**Collected data entries**
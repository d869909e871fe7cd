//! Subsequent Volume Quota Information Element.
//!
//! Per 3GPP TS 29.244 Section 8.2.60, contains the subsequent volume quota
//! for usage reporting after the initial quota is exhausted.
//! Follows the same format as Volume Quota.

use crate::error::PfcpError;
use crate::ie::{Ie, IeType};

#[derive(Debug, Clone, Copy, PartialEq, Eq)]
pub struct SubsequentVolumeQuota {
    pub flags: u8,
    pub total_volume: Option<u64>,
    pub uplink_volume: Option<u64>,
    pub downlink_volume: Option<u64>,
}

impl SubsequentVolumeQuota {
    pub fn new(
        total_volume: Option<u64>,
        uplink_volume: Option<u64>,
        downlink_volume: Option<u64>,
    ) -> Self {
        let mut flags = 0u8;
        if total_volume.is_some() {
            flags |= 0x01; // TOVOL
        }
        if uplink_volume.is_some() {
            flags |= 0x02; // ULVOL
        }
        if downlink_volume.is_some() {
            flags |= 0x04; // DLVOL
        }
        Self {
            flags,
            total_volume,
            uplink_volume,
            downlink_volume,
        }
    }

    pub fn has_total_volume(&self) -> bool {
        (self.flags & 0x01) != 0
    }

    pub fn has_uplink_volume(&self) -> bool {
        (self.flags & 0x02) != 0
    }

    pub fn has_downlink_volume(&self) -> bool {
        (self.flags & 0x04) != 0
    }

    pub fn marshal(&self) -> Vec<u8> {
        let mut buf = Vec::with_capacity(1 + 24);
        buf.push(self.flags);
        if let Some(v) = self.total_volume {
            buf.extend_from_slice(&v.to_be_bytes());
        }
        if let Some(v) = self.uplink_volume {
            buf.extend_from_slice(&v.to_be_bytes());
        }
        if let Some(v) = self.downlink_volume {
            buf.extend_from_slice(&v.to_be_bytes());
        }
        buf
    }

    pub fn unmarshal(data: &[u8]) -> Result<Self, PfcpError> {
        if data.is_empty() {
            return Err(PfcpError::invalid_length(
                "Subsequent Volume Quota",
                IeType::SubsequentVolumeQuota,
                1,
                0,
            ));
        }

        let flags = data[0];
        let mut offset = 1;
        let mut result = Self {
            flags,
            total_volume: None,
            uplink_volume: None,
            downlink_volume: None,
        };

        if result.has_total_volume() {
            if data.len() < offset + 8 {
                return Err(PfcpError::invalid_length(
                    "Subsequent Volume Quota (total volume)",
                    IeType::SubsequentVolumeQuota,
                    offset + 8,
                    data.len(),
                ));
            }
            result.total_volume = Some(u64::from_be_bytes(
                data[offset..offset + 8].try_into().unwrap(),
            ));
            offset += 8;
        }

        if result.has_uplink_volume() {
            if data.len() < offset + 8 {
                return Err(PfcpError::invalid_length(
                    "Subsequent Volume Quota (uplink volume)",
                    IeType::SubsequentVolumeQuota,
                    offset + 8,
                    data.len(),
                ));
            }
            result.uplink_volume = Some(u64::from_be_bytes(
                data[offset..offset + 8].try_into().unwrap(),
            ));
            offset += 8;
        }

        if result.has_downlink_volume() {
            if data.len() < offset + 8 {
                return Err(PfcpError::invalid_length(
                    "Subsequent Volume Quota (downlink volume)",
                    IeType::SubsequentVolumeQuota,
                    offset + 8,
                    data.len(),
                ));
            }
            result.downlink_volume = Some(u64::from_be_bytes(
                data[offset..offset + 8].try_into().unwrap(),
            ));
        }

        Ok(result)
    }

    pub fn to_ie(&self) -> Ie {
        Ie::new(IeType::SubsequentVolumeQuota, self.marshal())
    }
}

**Problem to work on**
The answer should be all the entries, restated with no word changed.

**Response**
repository d869909e871fe7cd
//! Subsequent Volume Quota Information Element.
//!
//! Per 3GPP TS 29.244 Section 8.2.60, contains the subsequent volume quota
//! for usage reporting after the initial quota is exhausted.
//! Follows the same format as Volume Quota.

use crate::error::PfcpError;
use crate::ie::{Ie, IeType};

#[derive(Debug, Clone, Copy, PartialEq, Eq)]
pub struct SubsequentVolumeQuota {
    pub flags: u8,
    pub total_volume: Option<u64>,
    pub uplink_volume: Option<u64>,
    pub downlink_volume: Option<u64>,
}

impl SubsequentVolumeQuota {
    pub fn new(
        total_volume: Option<u64>,
        uplink_volume: Option<u64>,
        downlink_volume: Option<u64>,
    ) -> Self {
        let mut flags = 0u8;
        if total_volume.is_some() {
            flags |= 0x01; // TOVOL
        }
        if uplink_volume.is_some() {
            flags |= 0x02; // ULVOL
        }
        if downlink_volume.is_some() {
            flags |= 0x04; // DLVOL
        }
        Self {
            flags,
            total_volume,
            uplink_volume,
            downlink_volume,
        }
    }

    pub fn has_total_volume(&self) -> bool {
        (self.flags & 0x01) != 0
    }

    pub fn has_uplink_volume(&self) -> bool {
        (self.flags & 0x02) != 0
    }

    pub fn has_downlink_volume(&self) -> bool {
        (self.flags & 0x04) != 0
    }

    pub fn marshal(&self) -> Vec<u8> {
        let mut buf = Vec::with_capacity(1 + 24);
        buf.push(self.flags);
        if let Some(v) = self.total_volume {
            buf.extend_from_slice(&v.to_be_bytes());
        }
        if let Some(v) = self.uplink_volume {
            buf.extend_from_slice(&v.to_be_bytes());
        }
        if let Some(v) = self.downlink_volume {
            buf.extend_from_slice(&v.to_be_bytes());
        }
        buf
    }

    pub fn unmarshal(data: &[u8]) -> Result<Self, PfcpError> {
        if data.is_empty() {
            return Err(PfcpError::invalid_length(
                "Subsequent Volume Quota",
                IeType::SubsequentVolumeQuota,
                1,
                0,
            ));
        }

        let flags = data[0];
        let mut offset = 1;
        let mut result = Self {
            flags,
            total_volume: None,
            uplink_volume: None,
            downlink_volume: None,
        };

        if result.has_total_volume() {
            if data.len() < offset + 8 {
                return Err(PfcpError::invalid_length(
                    "Subsequent Volume Quota (total volume)",
                    IeType::SubsequentVolumeQuota,
                    offset + 8,
                    data.len(),
                ));
            }
            result.total_volume = Some(u64::from_be_bytes(
                data[offset..offset + 8].try_into().unwrap(),
            ));
            offset += 8;
        }

        if result.has_uplink_volume() {
            if data.len() < offset + 8 {
                return Err(PfcpError::invalid_length(
                    "Subsequent Volume Quota (uplink volume)",
                    IeType::SubsequentVolumeQuota,
                    offset + 8,
                    data.len(),
                ));
            }
            result.uplink_volume = Some(u64::from_be_bytes(
                data[offset..offset + 8].try_into().unwrap(),
            ));
            offset += 8;
        }

        if result.has_downlink_volume() {
            if data.len() < offset + 8 {
                return Err(PfcpError::invalid_length(
                    "Subsequent Volume Quota (downlink volume)",
                    IeType::SubsequentVolumeQuota,
                    offset + 8,
                    data.len(),
                ));
            }
            result.downlink_volume = Some(u64::from_be_bytes(
                data[offset..offset + 8].try_into().unwrap(),
            ));
        }

        Ok(result)
    }

    pub fn to_ie(&self) -> Ie {
        Ie::new(IeType::SubsequentVolumeQuota, self.marshal())
    }
}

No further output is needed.